- THE DATA:
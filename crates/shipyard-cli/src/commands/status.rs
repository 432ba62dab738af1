use std::path::PathBuf;

use serde::Serialize;
use shipyard_core::{
    ApplicationConfig, ApplicationId, ApplicationState, ConfigStore, Settings, StateStore,
};
use shipyard_pipeline::context::LOG_FILE;

#[derive(Serialize)]
struct StatusReport<'a> {
    app: &'a ApplicationId,
    state: ApplicationState,
    deploy_to: Option<&'a str>,
    log: PathBuf,
}

pub fn status(settings: &Settings, app: &str, json: bool) -> anyhow::Result<()> {
    let (db, id, config) = super::existing_app(settings, app)?;
    let report = StatusReport {
        app: &id,
        state: db.get_state(&id)?,
        deploy_to: config.get(ApplicationConfig::DEPLOY_TO),
        log: db.app_dir(&id).join(LOG_FILE),
    };

    if json {
        println!("{}", serde_json::to_string_pretty(&report)?);
        return Ok(());
    }

    println!("{}: {}", report.app, report.state);
    if let Some(dest) = report.deploy_to {
        println!("  deploys to: {dest}");
    }
    println!("  log:        {}", report.log.display());
    Ok(())
}
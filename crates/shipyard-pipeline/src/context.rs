use std::path::PathBuf;

use shipyard_core::{ApplicationConfig, ApplicationId};

use crate::BuildLog;

/// Checkout directory name inside the application directory.
pub const SOURCE_DIR: &str = "source";
/// Build log file name inside the application directory.
pub const LOG_FILE: &str = "log.txt";

/// Everything one build needs. Owned by a single build and dropped with it.
#[derive(Debug, Clone)]
pub struct BuildContext {
    pub app: ApplicationId,
    /// Absolute application directory.
    pub app_dir: PathBuf,
    pub source_dir: PathBuf,
    pub log: BuildLog,
    pub config: ApplicationConfig,
}

impl BuildContext {
    pub fn new(app: ApplicationId, app_dir: PathBuf, config: ApplicationConfig) -> Self {
        Self {
            source_dir: app_dir.join(SOURCE_DIR),
            log: BuildLog::new(app_dir.join(LOG_FILE)),
            app,
            app_dir,
            config,
        }
    }
}
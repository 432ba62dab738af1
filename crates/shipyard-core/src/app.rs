use std::collections::HashMap;
use std::fmt;

use serde::{Deserialize, Serialize};

/// Identifier of one application.
///
/// Doubles as the application's directory name under the apps root, so it
/// must be a single, non-special path component.
#[derive(Debug, Clone, PartialEq, Eq, Hash, PartialOrd, Ord, Serialize)]
#[serde(transparent)]
pub struct ApplicationId(String);

impl ApplicationId {
    pub fn new(id: impl Into<String>) -> crate::Result<Self> {
        let id = id.into();
        let reason = if id.trim().is_empty() {
            Some("must not be empty")
        } else if id == "." || id == ".." {
            Some("must not be a relative directory reference")
        } else if id.contains(['/', '\\']) {
            Some("must not contain a path separator")
        } else {
            None
        };

        match reason {
            Some(reason) => Err(crate::Error::InvalidAppId { id, reason }),
            None => Ok(Self(id)),
        }
    }

    pub fn as_str(&self) -> &str {
        &self.0
    }
}

impl fmt::Display for ApplicationId {
    fn fmt(&self, f: &mut fmt::Formatter<'_>) -> fmt::Result {
        f.write_str(&self.0)
    }
}

/// Lifecycle state of an application.
#[derive(Debug, Clone, Copy, Default, PartialEq, Eq, Serialize, Deserialize)]
#[serde(rename_all = "lowercase")]
pub enum ApplicationState {
    #[default]
    Idle,
    Building,
    Failed,
}

impl ApplicationState {
    pub fn as_str(self) -> &'static str {
        match self {
            Self::Idle => "idle",
            Self::Building => "building",
            Self::Failed => "failed",
        }
    }

    pub fn parse(value: &str) -> Option<Self> {
        match value.trim() {
            "idle" => Some(Self::Idle),
            "building" => Some(Self::Building),
            "failed" => Some(Self::Failed),
            _ => None,
        }
    }

    /// Whether a new build may start from this state.
    pub fn can_start_build(self) -> bool {
        matches!(self, Self::Idle | Self::Failed)
    }
}

impl fmt::Display for ApplicationState {
    fn fmt(&self, f: &mut fmt::Formatter<'_>) -> fmt::Result {
        f.write_str(self.as_str())
    }
}

/// Per-application configuration: a flat map of string settings.
#[derive(Debug, Clone, Default, PartialEq, Eq, Deserialize)]
#[serde(transparent)]
pub struct ApplicationConfig(HashMap<String, String>);

impl ApplicationConfig {
    /// Source repository URL.
    pub const GIT: &'static str = "git";
    /// Subpath of the source tree used as the deploy root.
    pub const DEPLOY_BASE: &'static str = "deploy_base";
    /// Deploy destination directory.
    pub const DEPLOY_TO: &'static str = "deploy_to";
    /// Ignore spec for the mirror copy.
    pub const DEPLOY_IGNORE: &'static str = "deploy_ignore";

    pub fn new(values: HashMap<String, String>) -> Self {
        Self(values)
    }

    /// Raw value, including blank ones.
    pub fn raw(&self, key: &str) -> Option<&str> {
        self.0.get(key).map(String::as_str)
    }

    /// Value for `key`, treating blank values as absent.
    pub fn get(&self, key: &str) -> Option<&str> {
        self.raw(key).filter(|v| !v.trim().is_empty())
    }
}

impl<K: Into<String>, V: Into<String>> FromIterator<(K, V)> for ApplicationConfig {
    fn from_iter<I: IntoIterator<Item = (K, V)>>(iter: I) -> Self {
        Self(
            iter.into_iter()
                .map(|(k, v)| (k.into(), v.into()))
                .collect(),
        )
    }
}
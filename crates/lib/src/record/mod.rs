//! Identity record types and the factory that builds them.
//!
//! Records are flat documents: the only relationships between them are
//! foreign-key style `user_id` references, resolved by the store at query
//! time. The factory is pure: it fills in generated identifiers and
//! clock-sourced timestamps but performs no I/O and cannot fail.

mod factory;
mod types;

pub use factory::{KeyOptions, OProfileOptions, RecordFactory, UserOptions};
pub use types::{Key, KeyLevel, OProfile, RecordKind, User};
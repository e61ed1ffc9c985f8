//! Account lifecycle manager
//!
//! [`AccountManager`] orchestrates the multi-step operations on identity
//! records: creating a user together with its root key, cascading deletion
//! of a user's dependents, and the merge algorithm that moves one user's
//! keys and profiles to another.
//!
//! The manager holds no mutable state between calls beyond the injected
//! store handle and record factory, so any number of callers may invoke it
//! concurrently. Calls touching different entity ids are independent; calls
//! racing on the same id are resolved by the store's last-write-wins and
//! not-found semantics rather than synchronized here.
//!
//! ## Partial failure
//!
//! Multi-step operations are not transactional. When a step fails, earlier
//! steps stay applied and the error tells the caller which step failed.
//! Step ordering is chosen to keep the damage bounded: deletion removes
//! dependents before the user record so an interrupted delete orphans
//! dependents rather than leaving a dangling user, and a merge deletes the
//! losing user only after every dependent has been reassigned.

pub mod errors;

use std::sync::Arc;

use futures::future;
use serde::Serialize;
use serde::de::DeserializeOwned;

use crate::record::{
    Key, KeyLevel, KeyOptions, OProfile, OProfileOptions, RecordFactory, User, UserOptions,
};
use crate::store::{Document, DocumentStore, Filter};
use crate::{Result, constants};

pub use errors::{ManagerError, MergeStep};

/// Orchestrates creation, lookup, deletion, and merging of identity records.
///
/// Construct one manager at process start and share it by reference; it is
/// a plain struct with no global state.
///
/// ## Example
///
/// ```
/// # use std::sync::Arc;
/// # use identra::{AccountManager, constants, record::UserOptions, store::{InMemory, StoreOptions}};
/// # #[tokio::main]
/// # async fn main() -> identra::Result<()> {
/// let store = InMemory::new();
/// store.add_supported_collections(constants::ALL_COLLECTIONS);
/// store.open(&StoreOptions::default())?;
///
/// let manager = AccountManager::new(Arc::new(store));
/// let user = manager
///     .create_user(UserOptions {
///         name: Some("alice".to_string()),
///         ..Default::default()
///     })
///     .await?;
/// let keys = manager.get_keys_of_user(&user.id).await?;
/// assert_eq!(keys.len(), 1);
/// # Ok(())
/// # }
/// ```
#[derive(Clone)]
pub struct AccountManager {
    store: Arc<dyn DocumentStore>,
    factory: RecordFactory,
}

impl std::fmt::Debug for AccountManager {
    fn fmt(&self, f: &mut std::fmt::Formatter<'_>) -> std::fmt::Result {
        f.debug_struct("AccountManager")
            .field("store", &"<DocumentStore>")
            .field("factory", &self.factory)
            .finish()
    }
}

impl AccountManager {
    /// Create a manager over an opened store, using the system clock for
    /// record timestamps.
    ///
    /// The store must already be opened and have the [`constants`]
    /// collections registered; that initialization is the caller's
    /// responsibility, not part of the lifecycle logic.
    pub fn new(store: Arc<dyn DocumentStore>) -> Self {
        Self::with_factory(store, RecordFactory::new())
    }

    /// Create a manager with an explicit record factory.
    ///
    /// Used by tests to inject a deterministic clock.
    pub fn with_factory(store: Arc<dyn DocumentStore>, factory: RecordFactory) -> Self {
        Self { store, factory }
    }

    /// Create a new user and its root key.
    ///
    /// The user record is persisted first, then a `root`-level key
    /// referencing the new user's id. If the key insert fails after the
    /// user insert succeeded, the user record remains persisted; that
    /// partial state is accepted and not auto-corrected.
    ///
    /// Returns the new user (without the key).
    pub async fn create_user(&self, options: UserOptions) -> Result<User> {
        let user = self.factory.make_user(options);
        self.insert(constants::USER, "create_user", &user).await?;

        // The first key of a user MUST be root.
        let key = self.factory.make_key(KeyOptions {
            user_id: user.id.clone(),
            level: KeyLevel::Root,
            ..Default::default()
        });
        self.insert(constants::KEY, "create_user", &key).await?;

        tracing::debug!(user_id = %user.id, key_id = %key.id, "Created user with root key");
        Ok(user)
    }

    /// Return the user with the given id, or `None` if no such user exists.
    pub async fn get_user(&self, id: &str) -> Result<Option<User>> {
        self.query_one(constants::USER, id).await
    }

    /// Delete a user and all of its keys and open profiles.
    ///
    /// Removes, strictly in order: open profiles, then keys, then the user
    /// record. Each step is awaited before the next begins and earlier
    /// deletions are not undone on failure.
    pub async fn delete_user(&self, id: &str) -> Result<()> {
        let filter = Filter::by_user_id(id);

        self.store
            .remove_by_options(constants::OPROFILE, &filter)
            .await
            .map_err(|source| write_error(constants::OPROFILE, "delete_user", source))?;

        self.store
            .remove_by_options(constants::KEY, &filter)
            .await
            .map_err(|source| write_error(constants::KEY, "delete_user", source))?;

        self.store
            .remove_by_id(constants::USER, id)
            .await
            .map_err(|source| write_error(constants::USER, "delete_user", source))?;

        tracing::debug!(user_id = %id, "Deleted user and dependents");
        Ok(())
    }

    /// Add an open profile linking a user to an external provider.
    pub async fn add_oprofile(&self, options: OProfileOptions) -> Result<OProfile> {
        let profile = self.factory.make_oprofile(options);
        self.insert(constants::OPROFILE, "add_oprofile", &profile)
            .await?;
        tracing::debug!(
            profile_id = %profile.id,
            user_id = %profile.user_id,
            "Added open profile"
        );
        Ok(profile)
    }

    /// Return all open profiles owned by a user (empty when none).
    pub async fn get_oprofiles_of_user(&self, user_id: &str) -> Result<Vec<OProfile>> {
        self.query_owned(constants::OPROFILE, user_id).await
    }

    /// Create a `normal`-level key for an existing user.
    pub async fn create_key_for_user(&self, user_id: &str) -> Result<Key> {
        let key = self.factory.make_key(KeyOptions {
            user_id: user_id.to_string(),
            level: KeyLevel::Normal,
            ..Default::default()
        });
        self.insert(constants::KEY, "create_key_for_user", &key)
            .await?;
        tracing::debug!(key_id = %key.id, user_id = %user_id, "Created key");
        Ok(key)
    }

    /// Return the key with the given id, or `None` if no such key exists.
    pub async fn get_key(&self, id: &str) -> Result<Option<Key>> {
        self.query_one(constants::KEY, id).await
    }

    /// Return all keys owned by a user (empty when none).
    pub async fn get_keys_of_user(&self, user_id: &str) -> Result<Vec<Key>> {
        self.query_owned(constants::KEY, user_id).await
    }

    /// Merge the loser's keys and open profiles into the winner, then
    /// delete the loser.
    ///
    /// The winner is never read or mutated; its id is only written into the
    /// loser's former dependents. Steps, strictly ordered:
    ///
    /// 1. Fetch all of the loser's open profiles.
    /// 2. Reassign each to the winner and persist the updates. Sibling
    ///    updates are issued concurrently; an empty fetch makes this a
    ///    no-op.
    /// 3. Fetch all of the loser's keys.
    /// 4. Reassign each to the winner, downgrading `root` keys to `normal`,
    ///    and persist the updates (same concurrency rule).
    /// 5. Delete the loser's user record.
    ///
    /// On failure the error carries the step that failed. Records already
    /// updated by a partially completed step stay updated; callers must
    /// treat a failed merge as leaving an intermediate state that needs
    /// reconciliation.
    pub async fn merge_users(&self, winner: &User, loser: &User) -> Result<()> {
        let profiles = self
            .get_oprofiles_of_user(&loser.id)
            .await
            .map_err(|source| merge_error(MergeStep::FetchProfiles, source))?;

        future::try_join_all(profiles.into_iter().map(|mut profile| {
            profile.user_id = winner.id.clone();
            async move {
                let document = serde_json::to_value(&profile)?;
                self.store.update_by_id(constants::OPROFILE, document).await
            }
        }))
        .await
        .map_err(|source| merge_error(MergeStep::UpdateProfiles, source))?;

        let keys = self
            .get_keys_of_user(&loser.id)
            .await
            .map_err(|source| merge_error(MergeStep::FetchKeys, source))?;

        future::try_join_all(keys.into_iter().map(|mut key| {
            key.user_id = winner.id.clone();
            if key.level == KeyLevel::Root {
                key.level = KeyLevel::Normal;
            }
            async move {
                let document = serde_json::to_value(&key)?;
                self.store.update_by_id(constants::KEY, document).await
            }
        }))
        .await
        .map_err(|source| merge_error(MergeStep::UpdateKeys, source))?;

        self.store
            .remove_by_id(constants::USER, &loser.id)
            .await
            .map_err(|source| merge_error(MergeStep::DeleteLoser, source))?;

        tracing::debug!(winner = %winner.id, loser = %loser.id, "Merged users");
        Ok(())
    }

    // Persist one typed record into a collection, tagging failures with the
    // issuing operation.
    async fn insert<T: Serialize>(
        &self,
        collection: &'static str,
        operation: &'static str,
        record: &T,
    ) -> Result<()> {
        let document = serde_json::to_value(record)?;
        self.store
            .insert(collection, document)
            .await
            .map_err(|source| write_error(collection, operation, source))
    }

    async fn query_one<T: DeserializeOwned>(
        &self,
        collection: &'static str,
        id: &str,
    ) -> Result<Option<T>> {
        let document = self
            .store
            .query_by_id(collection, id)
            .await
            .map_err(|source| read_error(collection, source))?;
        document.map(from_document).transpose()
    }

    async fn query_owned<T: DeserializeOwned>(
        &self,
        collection: &'static str,
        user_id: &str,
    ) -> Result<Vec<T>> {
        let documents = self
            .store
            .query_by_options(collection, &Filter::by_user_id(user_id))
            .await
            .map_err(|source| read_error(collection, source))?;
        documents.into_iter().map(from_document).collect()
    }
}

fn from_document<T: DeserializeOwned>(document: Document) -> Result<T> {
    Ok(serde_json::from_value(document)?)
}

fn write_error(
    collection: &'static str,
    operation: &'static str,
    source: crate::Error,
) -> crate::Error {
    ManagerError::Write {
        collection,
        operation,
        source: Box::new(source),
    }
    .into()
}

fn read_error(collection: &'static str, source: crate::Error) -> crate::Error {
    ManagerError::Read {
        collection,
        source: Box::new(source),
    }
    .into()
}

fn merge_error(step: MergeStep, source: crate::Error) -> crate::Error {
    ManagerError::Merge {
        step,
        source: Box::new(source),
    }
    .into()
}
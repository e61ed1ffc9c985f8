//! Record factory: builds well-formed records from partial input.

use std::sync::Arc;

use uuid::Uuid;

use super::types::{Key, KeyLevel, OProfile, RecordKind, User};
use crate::clock::{Clock, SystemClock};

/// Partial input for building a [`User`].
#[derive(Clone, Debug, Default)]
pub struct UserOptions {
    /// Explicit identifier; a UUID is generated when absent
    pub id: Option<String>,
    /// Display name
    pub name: Option<String>,
}

/// Partial input for building a [`Key`].
#[derive(Clone, Debug, Default)]
pub struct KeyOptions {
    /// Explicit identifier; a UUID is generated when absent
    pub id: Option<String>,
    /// Id of the owning user
    pub user_id: String,
    /// Privilege level, `Normal` by default
    pub level: KeyLevel,
    /// Optional expiry timestamp (Unix milliseconds)
    pub expired_at: Option<i64>,
}

/// Partial input for building an [`OProfile`].
#[derive(Clone, Debug, Default)]
pub struct OProfileOptions {
    /// Explicit identifier; a UUID is generated when absent
    pub id: Option<String>,
    /// Id of the owning user
    pub user_id: String,
    /// Provider name
    pub provider: Option<String>,
    /// Opaque provider-specific profile data
    pub detail: Option<serde_json::Value>,
    /// Opaque credential data
    pub oauth: Option<serde_json::Value>,
}

/// Builds in-memory identity records from partial options.
///
/// The factory fills generated identifiers and clock-sourced timestamps;
/// everything else is copied verbatim from the options. It performs no I/O
/// and never fails. The output always has every declared field present
/// (optional ones possibly `None`).
#[derive(Clone, Debug)]
pub struct RecordFactory {
    clock: Arc<dyn Clock>,
}

impl Default for RecordFactory {
    fn default() -> Self {
        Self::new()
    }
}

impl RecordFactory {
    /// Create a factory backed by the system clock.
    pub fn new() -> Self {
        Self::with_clock(Arc::new(SystemClock))
    }

    /// Create a factory with an explicit time provider.
    ///
    /// Tests inject a deterministic clock here so `created_at` values are
    /// predictable.
    pub fn with_clock(clock: Arc<dyn Clock>) -> Self {
        Self { clock }
    }

    /// Build a [`User`] record.
    pub fn make_user(&self, options: UserOptions) -> User {
        User {
            kind: RecordKind::User,
            id: options.id.unwrap_or_else(generate_id),
            name: options.name,
            created_at: self.clock.now_millis(),
        }
    }

    /// Build a [`Key`] record.
    pub fn make_key(&self, options: KeyOptions) -> Key {
        Key {
            kind: RecordKind::Key,
            id: options.id.unwrap_or_else(generate_id),
            user_id: options.user_id,
            level: options.level,
            created_at: self.clock.now_millis(),
            expired_at: options.expired_at,
        }
    }

    /// Build an [`OProfile`] record.
    pub fn make_oprofile(&self, options: OProfileOptions) -> OProfile {
        OProfile {
            kind: RecordKind::OProfile,
            id: options.id.unwrap_or_else(generate_id),
            user_id: options.user_id,
            provider: options.provider,
            detail: options.detail,
            oauth: options.oauth,
            created_at: self.clock.now_millis(),
        }
    }
}

/// Generate a fresh unique record identifier.
fn generate_id() -> String {
    Uuid::new_v4().to_string()
}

- WORK REQUEST: Scan the listing above for the line that has "pub async fn get_keys_of_user(&self, user_id: &str)", then copy exactly from that line through the line that has "written into the".

- RESULT OF THE EXERCISE:
    pub async fn get_keys_of_user(&self, user_id: &str) -> Result<Vec<Key>> {
        self.query_owned(constants::KEY, user_id).await
    }

    /// Merge the loser's keys and open profiles into the winner, then
    /// delete the loser.
    ///
    /// The winner is never read or mutated; its id is only written into the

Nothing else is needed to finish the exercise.